Work to complete
Go to the line holding "mapping branch name" in the entries below and write out exactly every line down to and including the line holding "pub const DATA_FILE: &str".

The records
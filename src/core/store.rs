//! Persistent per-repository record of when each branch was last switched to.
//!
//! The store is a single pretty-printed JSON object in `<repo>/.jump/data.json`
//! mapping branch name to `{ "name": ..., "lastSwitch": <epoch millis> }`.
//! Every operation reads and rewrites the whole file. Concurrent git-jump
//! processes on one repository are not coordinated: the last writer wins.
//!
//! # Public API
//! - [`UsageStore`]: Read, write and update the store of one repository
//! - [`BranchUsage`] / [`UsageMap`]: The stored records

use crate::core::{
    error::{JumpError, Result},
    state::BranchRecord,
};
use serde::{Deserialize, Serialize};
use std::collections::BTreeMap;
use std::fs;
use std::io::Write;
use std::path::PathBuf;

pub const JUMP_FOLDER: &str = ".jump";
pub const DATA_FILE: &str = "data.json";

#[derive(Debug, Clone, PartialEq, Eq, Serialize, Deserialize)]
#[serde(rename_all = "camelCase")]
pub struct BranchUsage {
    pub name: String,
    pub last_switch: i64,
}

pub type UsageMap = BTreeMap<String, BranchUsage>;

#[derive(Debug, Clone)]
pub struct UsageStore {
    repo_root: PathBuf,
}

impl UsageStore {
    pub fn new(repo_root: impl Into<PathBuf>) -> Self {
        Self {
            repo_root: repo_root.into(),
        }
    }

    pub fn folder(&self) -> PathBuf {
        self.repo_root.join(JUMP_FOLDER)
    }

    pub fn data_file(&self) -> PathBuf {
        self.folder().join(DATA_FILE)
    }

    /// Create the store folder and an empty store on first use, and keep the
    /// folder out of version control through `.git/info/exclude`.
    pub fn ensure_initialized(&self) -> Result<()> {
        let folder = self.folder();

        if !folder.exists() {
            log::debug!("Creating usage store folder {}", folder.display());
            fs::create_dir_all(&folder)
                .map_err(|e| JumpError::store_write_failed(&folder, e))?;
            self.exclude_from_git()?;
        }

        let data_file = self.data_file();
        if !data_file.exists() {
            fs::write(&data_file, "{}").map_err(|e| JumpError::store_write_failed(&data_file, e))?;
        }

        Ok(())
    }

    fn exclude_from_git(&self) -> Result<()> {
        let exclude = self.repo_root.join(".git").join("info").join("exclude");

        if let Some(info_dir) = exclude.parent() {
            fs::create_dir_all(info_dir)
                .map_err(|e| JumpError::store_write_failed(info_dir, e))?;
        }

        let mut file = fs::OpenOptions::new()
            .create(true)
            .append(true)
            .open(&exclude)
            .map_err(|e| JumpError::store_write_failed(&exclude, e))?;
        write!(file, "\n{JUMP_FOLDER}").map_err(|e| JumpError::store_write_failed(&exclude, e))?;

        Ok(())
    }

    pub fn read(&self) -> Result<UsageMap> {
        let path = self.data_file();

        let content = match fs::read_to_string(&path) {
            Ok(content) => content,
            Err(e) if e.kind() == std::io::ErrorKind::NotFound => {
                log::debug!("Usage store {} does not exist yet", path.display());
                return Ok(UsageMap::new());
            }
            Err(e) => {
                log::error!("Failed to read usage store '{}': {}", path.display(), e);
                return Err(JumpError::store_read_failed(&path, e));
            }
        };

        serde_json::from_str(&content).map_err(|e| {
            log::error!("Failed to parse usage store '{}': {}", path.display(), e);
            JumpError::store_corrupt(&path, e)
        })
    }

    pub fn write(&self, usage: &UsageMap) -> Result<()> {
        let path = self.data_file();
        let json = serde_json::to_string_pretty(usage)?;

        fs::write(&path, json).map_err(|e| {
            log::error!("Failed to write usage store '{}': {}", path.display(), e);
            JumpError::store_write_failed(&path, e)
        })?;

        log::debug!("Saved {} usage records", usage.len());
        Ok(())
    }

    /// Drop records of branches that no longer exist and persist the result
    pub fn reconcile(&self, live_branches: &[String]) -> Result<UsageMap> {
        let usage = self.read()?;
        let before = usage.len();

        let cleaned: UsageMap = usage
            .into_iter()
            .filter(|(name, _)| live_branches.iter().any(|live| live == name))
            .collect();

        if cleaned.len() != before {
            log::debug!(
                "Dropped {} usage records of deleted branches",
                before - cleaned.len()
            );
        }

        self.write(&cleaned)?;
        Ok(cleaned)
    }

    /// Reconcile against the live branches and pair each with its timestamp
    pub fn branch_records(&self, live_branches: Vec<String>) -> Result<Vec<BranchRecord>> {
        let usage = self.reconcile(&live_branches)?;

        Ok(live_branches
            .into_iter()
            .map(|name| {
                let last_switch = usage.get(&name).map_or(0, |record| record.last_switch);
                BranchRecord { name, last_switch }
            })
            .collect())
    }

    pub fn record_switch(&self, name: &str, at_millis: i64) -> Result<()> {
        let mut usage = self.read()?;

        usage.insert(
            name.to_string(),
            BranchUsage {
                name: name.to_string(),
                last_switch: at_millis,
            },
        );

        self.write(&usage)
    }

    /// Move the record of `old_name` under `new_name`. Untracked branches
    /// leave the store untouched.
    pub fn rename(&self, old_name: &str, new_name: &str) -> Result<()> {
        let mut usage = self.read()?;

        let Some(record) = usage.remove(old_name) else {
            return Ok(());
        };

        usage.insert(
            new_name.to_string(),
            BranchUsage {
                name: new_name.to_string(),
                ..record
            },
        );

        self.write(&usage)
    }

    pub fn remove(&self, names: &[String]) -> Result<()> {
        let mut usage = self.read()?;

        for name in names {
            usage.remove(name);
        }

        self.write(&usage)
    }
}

Response box
//! mapping branch name to `{ "name": ..., "lastSwitch": <epoch millis> }`.
//! Every operation reads and rewrites the whole file. Concurrent git-jump
//! processes on one repository are not coordinated: the last writer wins.
//!
//! # Public API
//! - [`UsageStore`]: Read, write and update the store of one repository
//! - [`BranchUsage`] / [`UsageMap`]: The stored records

use crate::core::{
    error::{JumpError, Result},
    state::BranchRecord,
};
use serde::{Deserialize, Serialize};
use std::collections::BTreeMap;
use std::fs;
use std::io::Write;
use std::path::PathBuf;

pub const JUMP_FOLDER: &str = ".jump";
pub const DATA_FILE: &str = "data.json";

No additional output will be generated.